Do you feel the situation is worse today, where Independent thought is not only discouraged but ridiculed? Where it’s hard to tell real news from “fake news”? Do you see a backlash growing?
I don’t think it’s any worse today than it’s ever been. Throughout history, as far as we know, it’s been a struggle to be an individual and to separate from the herd that chases the monster out of town with pitchforks. I focus on those close to me and am trying to exist in a genuine way. My son Severin is emotionally aware as we discuss things a LOT. I don’t lie to him to hide anything. Obviously I’m protective about exposing him to things he doesn’t need to infiltrate his innocent mind at his age. We don’t watch Disney movies, haha. They kill the moms left and right in those films; what’s up with that? He hasn’t grown up watching a ton of TV since I don’t have one. I notice a difference in his personality when he’s exposed to what’s supposed to be “funny” violence for kids. My kid is not desensitized or controlled. I present options for him to make up his own mind about how he feels about things. There is no sports/religious indoctrination or political agenda. I don’t mean to sound pretentious; it’s just not easy to strive for a different reality than what the mainstream offers. I was trying to define the concept of anarchy recently, explaining that I don’t believe in it as a chaotic, free for all or communist camp. I think freedom of choice and non-judgmental acceptance are important, with options in a classless society, and it’s something to work towards even if it seems impossible. Why not believe in yourself and strive for your dreams?
Are there any artists you are recommending to your son, to encourage him to choose his own path?
He knows he has the freedom to be honest with me, and I always have his back, so he has the security to exist as his genuine self. From listening to my stuff he loves the Dead Boys, specifically “Sonic Reducer”, and of course the Ramones. A lot of the punk classics but his favorite song right now is “Imagine Dragons” by Believer. He says he relates to the lyrics.
Do you have an opinion about internet programs like What Would Jello Do? (Jello Biafra) and cable programs like The Henry Rollins Show, or other programs you may have recently seen?
Oh man, I haven’t even heard of them. I barely use my computer, and whenever I have to it’s like a dysfunctional catastrophe. My friend Chris put me on his Netflix, so I’ve watched stranger things on my phone. But finishing a college course recently to get certified as a preschool teacher and trying to print out papers is beyond stressful.
How long were you acquainted with Madame St. Beatrice, and what inspired you to play guitar for her?

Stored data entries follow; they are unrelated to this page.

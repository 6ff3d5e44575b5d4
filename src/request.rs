//! Host request decoding.
//!
//! A request arrives as JSON:
//!
//! ```json
//! {
//!   "file": "photos/dawn.jpg",
//!   "format": "png",
//!   "quality": 80,
//!   "actions": ["grayscale", {"rotate": 45}, {"scale": {"maxwidth": 800}}]
//! }
//! ```
//!
//! Only `file` is required. Each action is either a bare transformation name
//! or an object with exactly one key: the name, mapped to its argument.
//! Everything is checked here, before any image is opened.

use crate::imaging::ArgumentValue;
use crate::pipeline::{PipelineRequest, PipelineStep};
use serde::Deserialize;
use serde_json::Value;
use std::fs;
use std::collections::HashSet;
use std::path::{Path, PathBuf};
use thiserror::Error;

#[derive(Error, Debug)]
pub enum RequestError {
    #[error("IO error: {0}")]
    Io(#[from] std::io::Error),
    #[error("invalid request: {0}")]
    Json(#[from] serde_json::Error),
    #[error("action {index}: {message}")]
    Action { index: usize, message: String },
}

#[derive(Debug, Deserialize)]
struct RawRequest {
    file: String,
    #[serde(default)]
    format: Option<String>,
    #[serde(default)]
    quality: Option<i64>,
    #[serde(default)]
    actions: Vec<Value>,
}

/// Parse a JSON request body.
pub fn parse_request(json: &str) -> Result<PipelineRequest, RequestError> {
    let raw: RawRequest = serde_json::from_str(json)?;
    let steps = raw
        .actions
        .iter()
        .enumerate()
        .map(|(index, action)| {
            parse_action(action).map_err(|message| RequestError::Action { index, message })
        })
        .collect::<Result<Vec<_>, _>>()?;

    Ok(PipelineRequest {
        source: raw.file.into(),
        format: raw.format,
        quality: raw.quality,
        steps,
    })
}

/// Read a request file. A relative `file` is resolved against the request
/// file's directory.
pub fn load_request(path: &Path) -> Result<PipelineRequest, RequestError> {
    let content = fs::read_to_string(path)?;
    let mut request = parse_request(&content)?;
    if request.source.is_relative() {
        if let Some(parent) = path.parent() {
            request.source = parent.join(&request.source);
        }
    }
    Ok(request)
}

/// Turn one JSON action into a step.
pub fn parse_action(action: &Value) -> Result<PipelineStep, String> {
    match action {
        Value::String(name) => Ok(PipelineStep::bare(name.as_str())),
        Value::Object(map) if map.len() == 1 => {
            let (name, arg) = map
                .iter()
                .next()
                .ok_or_else(|| "empty action object".to_string())?;
            let argument = ArgumentValue::try_from(arg)
                .map_err(|e| format!("argument of '{name}': {e}"))?;
            Ok(PipelineStep::new(name.as_str(), argument))
        }
        Value::Object(map) => Err(format!(
            "action object must have exactly one key, found {}",
            map.len()
        )),
        other => Err(format!(
            "action must be a string or an object, found {}",
            json_type(other)
        )),
    }
}

/// Parse a command-line action.
///
/// Accepts a bare name (`grayscale`), `name=ARG` where ARG is JSON
/// (`rotate=45`, `crop=[0.1,0.1,0.9,0.9]`) or a plain string, or a whole
/// one-key JSON object (`{"scale":{"maxwidth":100}}`).
pub fn parse_action_spec(spec: &str) -> Result<PipelineStep, String> {
    let spec = spec.trim();
    if spec.starts_with('{') {
        let value: Value = serde_json::from_str(spec).map_err(|e| e.to_string())?;
        return parse_action(&value);
    }
    match spec.split_once('=') {
        Some((name, arg)) => {
            let value =
                serde_json::from_str(arg).unwrap_or_else(|_| Value::String(arg.to_string()));
            let argument = ArgumentValue::try_from(&value)
                .map_err(|e| format!("argument of '{name}': {e}"))?;
            Ok(PipelineStep::new(name.trim(), argument))
        }
        None if spec.is_empty() => Err("empty action".to_string()),
        None => Ok(PipelineStep::bare(spec)),
    }
}

/// Output directory for each request file, in order.
///
/// Every request writes under `<output_dir>/<stem>/`. A stem seen before
/// gets the first free `-N` suffix, so `a/req.json` and `b/req.json` land in
/// `req/` and `req-2/`.
pub fn request_output_dirs(paths: &[PathBuf], output_dir: &Path) -> Vec<PathBuf> {
    let mut taken = HashSet::new();
    paths
        .iter()
        .map(|path| {
            let stem = path
                .file_stem()
                .map(|s| s.to_string_lossy().into_owned())
                .unwrap_or_else(|| "request".to_string());
            let mut name = stem.clone();
            let mut n = 2;
            while !taken.insert(name.clone()) {
                name = format!("{stem}-{n}");
                n += 1;
            }
            output_dir.join(name)
        })
        .collect()
}

fn json_type(value: &Value) -> &'static str {
    match value {
        Value::Null => "null",
        Value::Bool(_) => "boolean",
        Value::Number(_) => "number",
        Value::String(_) => "string",
        Value::Array(_) => "array",
        Value::Object(_) => "object",
    }
}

I really just wanted to play rhythm guitar as I’m not even a singer. I kinda had to be a punk storyteller to get what I wanted manifested into the world. I’ve known Madame St Beatrice since I joined Reagan Youth eight years ago. We briefly had a band with Paul called Dust Angel that toured with them. Paul really pushed for us to play together. What a gift. It’s really beyond anything else. He stands up for me as a friend and musician. I’ve heard him shouting about me not sucking up to guys who are like questioning why I’m in the band. He calls me on it when I suck and it has helped me improve tremendously. I think we are on the same energetic grid, and share the same passions and beliefs. It just makes sense for us to play music together.
Aside from your old band, how would you further explain the term “punk storyteller” and how else can you express the idea besides being a musician?
Having survived hardships alive and still maintaining my freedom to exist authentically has been an ongoing thing. I love talking to people, connecting and sharing life experiences. Working in a preschool has been a dramatic reality shift. All of a sudden I’m in this safe, structured environment with a whole new group of people I never really interacted with. It’s an honor to be a part of a child’s first school experience and to be given a chance to be creative and helpful in these families’ lives. It’s an ongoing story...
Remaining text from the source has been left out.